- RECORDS FOR THE TASK:
* * * * *

// Dweve CfgTree - Comment-Preserving Configuration Trees
//
// Copyright (c) 2025 Dweve IP B.V. and individual contributors.
//
// SPDX-License-Identifier: Apache-2.0
//
// Licensed under the Apache License, Version 2.0 (the "License");
// you may not use this file except in compliance with the License.
// You may obtain a copy of the License in the LICENSE file at the
// root of this repository or at: http://www.apache.org/licenses/LICENSE-2.0
//
// Unless required by applicable law or agreed to in writing, software
// distributed under the License is distributed on an "AS IS" BASIS,
// WITHOUT WARRANTIES OR CONDITIONS OF ANY KIND, either express or implied.
// See the License for the specific language governing permissions and
// limitations under the License.

//! Trailing comment extraction.

use memchr::memchr;

/// Split a line at its first `#`.
///
/// Returns the text before the comment and, if a `#` was found, the comment
/// itself. The comment keeps the run of spaces that preceded the `#` so the
/// exact spacing can be written back out. There is no quoting, so a `#`
/// always starts a comment.
///
/// # Examples
///
/// ```
/// use cfgtree_core::lex::split_comment;
///
/// assert_eq!(split_comment("port: 80   # http"), ("port: 80", Some("   # http")));
/// assert_eq!(split_comment("  # note"), ("", Some("  # note")));
/// assert_eq!(split_comment("port: 80"), ("port: 80", None));
/// ```
#[inline]
pub fn split_comment(line: &str) -> (&str, Option<&str>) {
    let bytes = line.as_bytes();
    match memchr(b'#', bytes) {
        Some(hash) => {
            let mut start = hash;
            while start > 0 && bytes[start - 1] == b' ' {
                start -= 1;
            }
            (&line[..start], Some(&line[start..]))
        }
        None => (line, None),
    }
}
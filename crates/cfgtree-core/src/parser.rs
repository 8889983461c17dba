// Dweve CfgTree - Comment-Preserving Configuration Trees
//
// Copyright (c) 2025 Dweve IP B.V. and individual contributors.
//
// SPDX-License-Identifier: Apache-2.0
//
// Licensed under the Apache License, Version 2.0 (the "License");
// you may not use this file except in compliance with the License.
// You may obtain a copy of the License in the LICENSE file at the
// root of this repository or at: http://www.apache.org/licenses/LICENSE-2.0
//
// Unless required by applicable law or agreed to in writing, software
// distributed under the License is distributed on an "AS IS" BASIS,
// WITHOUT WARRANTIES OR CONDITIONS OF ANY KIND, either express or implied.
// See the License for the specific language governing permissions and
// limitations under the License.

//! Indentation resolver: classified lines in, tree and flat index out.
//!
//! Structure is recovered purely from leading-space counts. The resolver keeps
//! a stack of ancestor frames, each recording the indent of the line *before*
//! the ancestor's first child. For every key line:
//!
//! - deeper than the previous line: the previous key becomes an ancestor
//! - shallower: frames are popped while the line is not deeper than their
//!   recorded indent, possibly several at once
//! - equal: sibling of the previous line
//!
//! Comment and blank lines take over the previous line's indent, so they never
//! open or close a level. They are held back until the next key line has been
//! placed and then attached just before it, under the same parent; this keeps
//! a comment between a section header and its first child inside the section.
//! Consecutive comment lines collapse into one node, as do consecutive blank
//! lines of equal width.
//!
//! A key whose own name contains a `.` can reach the same dotted path as a
//! nested key. Two different valued nodes on one path are a structural error.

use crate::document::FlatIndex;
use crate::error::{ConfigError, ConfigResult};
use crate::lex::{classify_line, KeyLine, Line};
use crate::limits::Limits;
use crate::node::{BlankNode, CommentNode, KeyNode, Node, NodeId};
use crate::path::join_path;
use crate::tree::Tree;
use tracing::trace;

/// Result of a successful parse.
#[derive(Debug)]
pub(crate) struct Parsed {
    pub tree: Tree,
    pub index: FlatIndex,
    pub line_count: usize,
}

// --- Context Stack ---

#[derive(Debug)]
struct Frame {
    /// Indent of the line preceding this ancestor's first child.
    threshold: usize,
    node: NodeId,
    /// Dotted path of `node`; empty for the root.
    path: String,
}

struct Resolver<'l> {
    limits: &'l Limits,
    tree: Tree,
    index: FlatIndex,
    /// Root frame first; it is never popped.
    stack: Vec<Frame>,
    prev_indent: usize,
    /// Most recent key node and its path, the candidate next ancestor.
    prev_key: Option<(NodeId, String)>,
    /// Comment and blank runs waiting for the next key line.
    pending: Vec<Node>,
}

/// Build a tree and flat index from preprocessed lines.
///
/// Any malformed line aborts the parse; nothing partial is returned.
pub(crate) fn parse_lines(lines: &[(usize, &str)], limits: &Limits) -> ConfigResult<Parsed> {
    let mut resolver = Resolver::new(limits);

    for &(line_num, line) in lines {
        match classify_line(line, line_num)? {
            Line::Key(key_line) => resolver.key_line(key_line, line_num)?,
            Line::Comment(text) => resolver.comment_line(text),
            Line::Blank { indent } => resolver.blank_line(indent),
        }
    }

    // Trailing runs stay under the innermost open section
    let parent = resolver.current().node;
    resolver.flush_pending(parent);

    Ok(Parsed {
        tree: resolver.tree,
        index: resolver.index,
        line_count: lines.len(),
    })
}

impl<'l> Resolver<'l> {
    fn new(limits: &'l Limits) -> Self {
        Self {
            limits,
            tree: Tree::new(),
            index: FlatIndex::new(),
            stack: vec![Frame {
                threshold: 0,
                node: Tree::ROOT,
                path: String::new(),
            }],
            prev_indent: 0,
            prev_key: None,
            pending: Vec::new(),
        }
    }

    fn current(&self) -> &Frame {
        // The root frame is never popped
        &self.stack[self.stack.len() - 1]
    }

    fn key_line(&mut self, line: KeyLine<'_>, line_num: usize) -> ConfigResult<()> {
        self.resolve_structure(line.indent);

        let depth = self.stack.len() - 1;
        if depth > self.limits.max_indent_depth {
            return Err(ConfigError::limit_exceeded(
                line_num,
                format!(
                    "nesting depth {} exceeds limit {}",
                    depth, self.limits.max_indent_depth
                ),
            ));
        }

        let parent = self.current().node;
        let path = join_path(&self.current().path, line.key);
        let value = (!line.value.is_empty()).then(|| line.value.to_string());
        self.flush_pending(parent);

        let id = match self.tree.child_by_key(parent, line.key) {
            // Duplicate sibling: the later line updates the existing node
            Some(existing) => {
                if let Some(node) = self.tree.key_node_mut(existing) {
                    node.colon_space = line.colon_space;
                    node.comment = line.comment.map(str::to_string);
                    node.value = value.clone();
                }
                existing
            }
            None => {
                let mut node = KeyNode::new(line.key);
                node.colon_space = line.colon_space;
                node.comment = line.comment.map(str::to_string);
                node.value = value.clone();
                self.tree.push(parent, Node::Key(node))
            }
        };

        let owner = self.index.get(&path).copied();
        match owner {
            // `a.b: 1` and `a:\n  b: 2` both claim the path `a.b`
            Some(owner) if owner != id && value.is_some() => {
                return Err(ConfigError::structural(
                    line_num,
                    format!("duplicate path: {}", path),
                ));
            }
            Some(owner) if owner == id && value.is_none() => {
                self.index.remove(&path);
            }
            _ if value.is_some() => {
                self.index.insert(path.clone(), id);
            }
            _ => {}
        }

        self.prev_indent = line.indent;
        self.prev_key = Some((id, path));
        Ok(())
    }

    fn comment_line(&mut self, text: &str) {
        if let Some(Node::Comment(run)) = self.pending.last_mut() {
            run.append_line(text);
            return;
        }
        self.pending.push(Node::Comment(CommentNode::new(text)));
    }

    fn blank_line(&mut self, indent: usize) {
        if let Some(Node::Blank(run)) = self.pending.last_mut() {
            if run.indent == indent {
                run.count += 1;
                return;
            }
        }
        self.pending.push(Node::Blank(BlankNode::new(1, indent)));
    }

    fn flush_pending(&mut self, parent: NodeId) {
        for node in self.pending.drain(..) {
            self.tree.push(parent, node);
        }
    }

    fn resolve_structure(&mut self, indent: usize) {
        if indent > self.prev_indent {
            // Without an earlier key the line nests under the current ancestor
            let (node, path) = match &self.prev_key {
                Some((id, path)) => (*id, path.clone()),
                None => (self.current().node, self.current().path.clone()),
            };
            trace!(indent, threshold = self.prev_indent, path = %path, "push ancestor");
            self.stack.push(Frame {
                threshold: self.prev_indent,
                node,
                path,
            });
        } else if indent < self.prev_indent {
            while self.stack.len() > 1 && indent <= self.current().threshold {
                let frame = self.stack.pop();
                trace!(indent, path = ?frame.map(|f| f.path), "pop ancestor");
            }
        }
    }
}
// Dweve CfgTree - Comment-Preserving Configuration Trees
//
// Copyright (c) 2025 Dweve IP B.V. and individual contributors.
//
// SPDX-License-Identifier: Apache-2.0
//
// Licensed under the Apache License, Version 2.0 (the "License");
// you may not use this file except in compliance with the License.
// You may obtain a copy of the License in the LICENSE file at the
// root of this repository or at: http://www.apache.org/licenses/LICENSE-2.0
//
// Unless required by applicable law or agreed to in writing, software
// distributed under the License is distributed on an "AS IS" BASIS,
// WITHOUT WARRANTIES OR CONDITIONS OF ANY KIND, either express or implied.
// See the License for the specific language governing permissions and
// limitations under the License.

//! Mutation API tests: put, remove, kill, comments and blank lines.

use cfgtree_core::{ConfigOptions, Document, Tree};

fn load(text: &str) -> Document {
    let mut doc = Document::new();
    doc.load_from_text(text).unwrap();
    doc
}

// ==================== put ====================

#[test]
fn test_put_into_loaded_section_appends_at_end() {
    let mut doc = load("server:\n  # bind address\n  host: localhost\n\nother: x");
    doc.put("server.port", "80");
    assert_eq!(
        doc.save_to_text(),
        "server:\n  # bind address\n  host: localhost\n  port: 80\n\nother: x"
    );
}

#[test]
fn test_put_new_top_level_key_goes_last() {
    let mut doc = load("a: 1\n# trailing");
    doc.put("b", "2");
    assert_eq!(doc.save_to_text(), "a: 1\n# trailing\nb: 2");
}

#[test]
fn test_put_keeps_existing_trailing_comment_and_spacing() {
    let mut doc = load("port:   80   # http");
    assert_eq!(doc.put("port", "8080"), Some("80".to_string()));
    assert_eq!(doc.save_to_text(), "port:   8080   # http");
}

#[test]
fn test_put_value_on_bare_header_adds_single_space() {
    let mut doc = load("a:\n  b: 1");
    doc.put("a", "x");
    assert_eq!(doc.save_to_text(), "a: x\n  b: 1");
    assert_eq!(doc.len(), 2);
}

#[test]
fn test_put_with_comment_variants() {
    let mut doc = Document::new();
    doc.put_with_comment("a", "1", Some("plain text"));
    doc.put_with_comment("b", "2", Some("#tight"));
    doc.put_with_comment("c", "3", Some("    # spaced"));
    assert_eq!(
        doc.save_to_text(),
        "a: 1 # plain text\nb: 2 #tight\nc: 3    # spaced"
    );
}

#[test]
fn test_put_replaces_comment() {
    let mut doc = load("a: 1 # old");
    doc.put_with_comment("a", "2", Some("new"));
    assert_eq!(doc.save_to_text(), "a: 2 # new");
}

#[test]
fn test_put_ignores_invalid_paths() {
    let mut doc = load("a: 1");
    for path in ["", ".", "a.", ".a", "a..b"] {
        assert_eq!(doc.put(path, "x"), None, "path {:?}", path);
    }
    assert_eq!(doc.save_to_text(), "a: 1");
    assert_eq!(doc.len(), 1);
}

#[test]
fn test_put_uses_configured_indent() {
    let opts = ConfigOptions::builder().spaces_per_indent(3).build();
    let mut doc = Document::with_options(opts);
    doc.put("a.b.c", "1");
    assert_eq!(doc.save_to_text(), "a:\n   b:\n      c: 1");
}

#[test]
fn test_put_then_reload_matches() {
    let mut doc = Document::new();
    doc.put("db.host", "localhost");
    doc.put("db.port", "5432");
    doc.put("name", "svc");
    let text = doc.save_to_text();

    let reloaded = load(&text);
    assert_eq!(reloaded.to_map(), doc.to_map());
    assert_eq!(reloaded.save_to_text(), text);
}

#[test]
fn test_put_rejects_what_would_not_reload() {
    let mut doc = Document::new();
    assert_eq!(doc.put("a", ""), None);
    assert_eq!(doc.put("b", "1"), None);
    assert_eq!(doc.put("c", " padded "), None);
    assert_eq!(doc.put("a#b", "1"), None);
    assert_eq!(doc.put("x.y:z", "1"), None);
    assert_eq!(doc.keys().collect::<Vec<_>>(), vec!["b"]);

    let text = doc.save_to_text();
    assert_eq!(text, "b: 1");
    let reloaded = load(&text);
    assert_eq!(reloaded.to_map(), doc.to_map());
    assert_eq!(reloaded.save_to_text(), text);
}

#[test]
fn test_zero_indent_option_keeps_nesting() {
    let mut doc = load("a:\n  b: 1");
    doc.set_spaces_per_indent(0);
    let reloaded = load(&doc.save_to_text());
    assert_eq!(reloaded.keys().collect::<Vec<_>>(), vec!["a.b"]);
}

// ==================== remove ====================

#[test]
fn test_remove_keeps_line_and_comment() {
    let mut doc = load("a: 1 # note\nb: 2");
    assert_eq!(doc.remove("a"), Some("1".to_string()));
    assert!(!doc.contains_key("a"));
    assert_eq!(doc.save_to_text(), "a: # note\nb: 2");
}

#[test]
fn test_remove_missing_segment_is_noop() {
    let mut doc = load("a:\n  b: 1");
    assert_eq!(doc.remove("a.c"), None);
    assert_eq!(doc.remove("x.y.z"), None);
    assert_eq!(doc.get("a.b"), Some("1"));
}

#[test]
fn test_remove_twice() {
    let mut doc = load("a: 1");
    assert_eq!(doc.remove("a"), Some("1".to_string()));
    assert_eq!(doc.remove("a"), None);
}

// ==================== kill ====================

#[test]
fn test_kill_removes_lines_and_nested_comments() {
    let mut doc = load("keep: 1\ndrop:\n  # inner\n  x: 1\n  y:\n    z: 2\nalso: 3");
    assert_eq!(doc.kill("drop"), None);
    assert_eq!(doc.save_to_text(), "keep: 1\nalso: 3");
    assert_eq!(doc.keys().collect::<Vec<_>>(), vec!["also", "keep"]);
}

#[test]
fn test_kill_leaf_keeps_siblings() {
    let mut doc = load("a:\n  b: 1\n  c: 2");
    assert_eq!(doc.kill("a.b"), Some("1".to_string()));
    assert_eq!(doc.save_to_text(), "a:\n  c: 2");
}

#[test]
fn test_kill_dotted_literal_key() {
    let mut doc = load("a.b: 1\nc: 2");
    assert_eq!(doc.kill("a.b"), Some("1".to_string()));
    assert_eq!(doc.save_to_text(), "c: 2");
    assert!(!doc.contains_key("a.b"));
}

#[test]
fn test_kill_frees_tree_nodes() {
    let mut doc = load("a:\n  b:\n    c: 1\nd: 2");
    let before = doc.tree().len();
    doc.kill("a");
    assert_eq!(doc.tree().len(), before - 3);
    doc.put("a.b.c", "1");
    assert_eq!(doc.tree().len(), before);
}

#[test]
fn test_kill_invalid_path_is_noop() {
    let mut doc = load("a: 1");
    assert_eq!(doc.kill("a..b"), None);
    assert_eq!(doc.kill("missing"), None);
    assert_eq!(doc.len(), 1);
}

// ==================== comments and blank lines ====================

#[test]
fn test_add_comment_and_blank_lines_build_a_file() {
    let mut doc = Document::new();
    doc.add_comment(" generated", 0);
    doc.add_blank_lines(1, 0);
    doc.put("a.b", "1");
    doc.add_blank_lines(2, 0);
    doc.add_comment(" end", 0);

    let text = doc.save_to_text();
    assert_eq!(text, "# generated\n\na:\n  b: 1\n\n\n# end");
    assert_eq!(load(&text).save_to_text(), text);
}

#[test]
fn test_added_comment_is_not_a_value() {
    let mut doc = Document::new();
    doc.add_comment(" note", 1);
    assert!(doc.is_empty());
    assert!(!doc.tree().is_empty());
    assert_eq!(doc.tree().children(Tree::ROOT).len(), 1);
}

#[test]
fn test_clear_then_reuse() {
    let mut doc = load("# c\na:\n  b: 1");
    doc.clear();
    assert_eq!(doc.save_to_text(), "");
    doc.put("x", "1");
    assert_eq!(doc.save_to_text(), "x: 1");
}

// ==================== read accessors ====================

#[test]
fn test_map_views_follow_mutations() {
    let mut doc = load("a: 1\nb:\n  c: 2");
    doc.put("d", "1");
    doc.remove("a");

    assert_eq!(doc.len(), 2);
    assert!(doc.contains_value("1"));
    assert_eq!(
        doc.entries().collect::<Vec<_>>(),
        vec![("b.c", "2"), ("d", "1")]
    );
    assert_eq!(doc.get_or_default("a", "none"), "none");
}
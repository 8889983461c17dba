// Dweve CfgTree - Comment-Preserving Configuration Trees
//
// Copyright (c) 2025 Dweve IP B.V. and individual contributors.
//
// SPDX-License-Identifier: Apache-2.0
//
// Licensed under the Apache License, Version 2.0 (the "License");
// you may not use this file except in compliance with the License.
// You may obtain a copy of the License in the LICENSE file at the
// root of this repository or at: http://www.apache.org/licenses/LICENSE-2.0
//
// Unless required by applicable law or agreed to in writing, software
// distributed under the License is distributed on an "AS IS" BASIS,
// WITHOUT WARRANTIES OR CONDITIONS OF ANY KIND, either express or implied.
// See the License for the specific language governing permissions and
// limitations under the License.

//! Validate command - config file structure validation

use super::load_document;
use crate::error::CliError;
use colored::Colorize;

/// Validate a config file.
///
/// Loads the file and prints a short summary. On failure the file is marked
/// with `✗` on stdout and the load error is returned.
///
/// # Examples
///
/// ```no_run
/// use cfgtree_cli::commands::validate;
///
/// # fn main() -> Result<(), cfgtree_cli::error::CliError> {
/// validate("app.yml")?;
/// # Ok(())
/// # }
/// ```
pub fn validate(file: &str) -> Result<(), CliError> {
    match load_document(file) {
        Ok(doc) => {
            println!("{} {}", "✓".green().bold(), file);
            println!("  Values: {}", doc.len());
            println!("  Nodes: {}", doc.tree().len());
            Ok(())
        }
        Err(e) => {
            println!("{} {}", "✗".red().bold(), file);
            Err(e)
        }
    }
}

* * * * *

- INSTRUCTIONS TO FOLLOW: Please give back, exactly as it stands above, the stretch from the line with "let path = join_path(&self.current().path, line.key);" through the line with "let mut node", and no line outside it.

- EXERCISE SOLUTION:
        let path = join_path(&self.current().path, line.key);
        let value = (!line.value.is_empty()).then(|| line.value.to_string());
        self.flush_pending(parent);

        let id = match self.tree.child_by_key(parent, line.key) {
            // Duplicate sibling: the later line updates the existing node
            Some(existing) => {
                if let Some(node) = self.tree.key_node_mut(existing) {
                    node.colon_space = line.colon_space;
                    node.comment = line.comment.map(str::to_string);
                    node.value = value.clone();
                }
                existing
            }
            None => {
                let mut node = KeyNode::new(line.key);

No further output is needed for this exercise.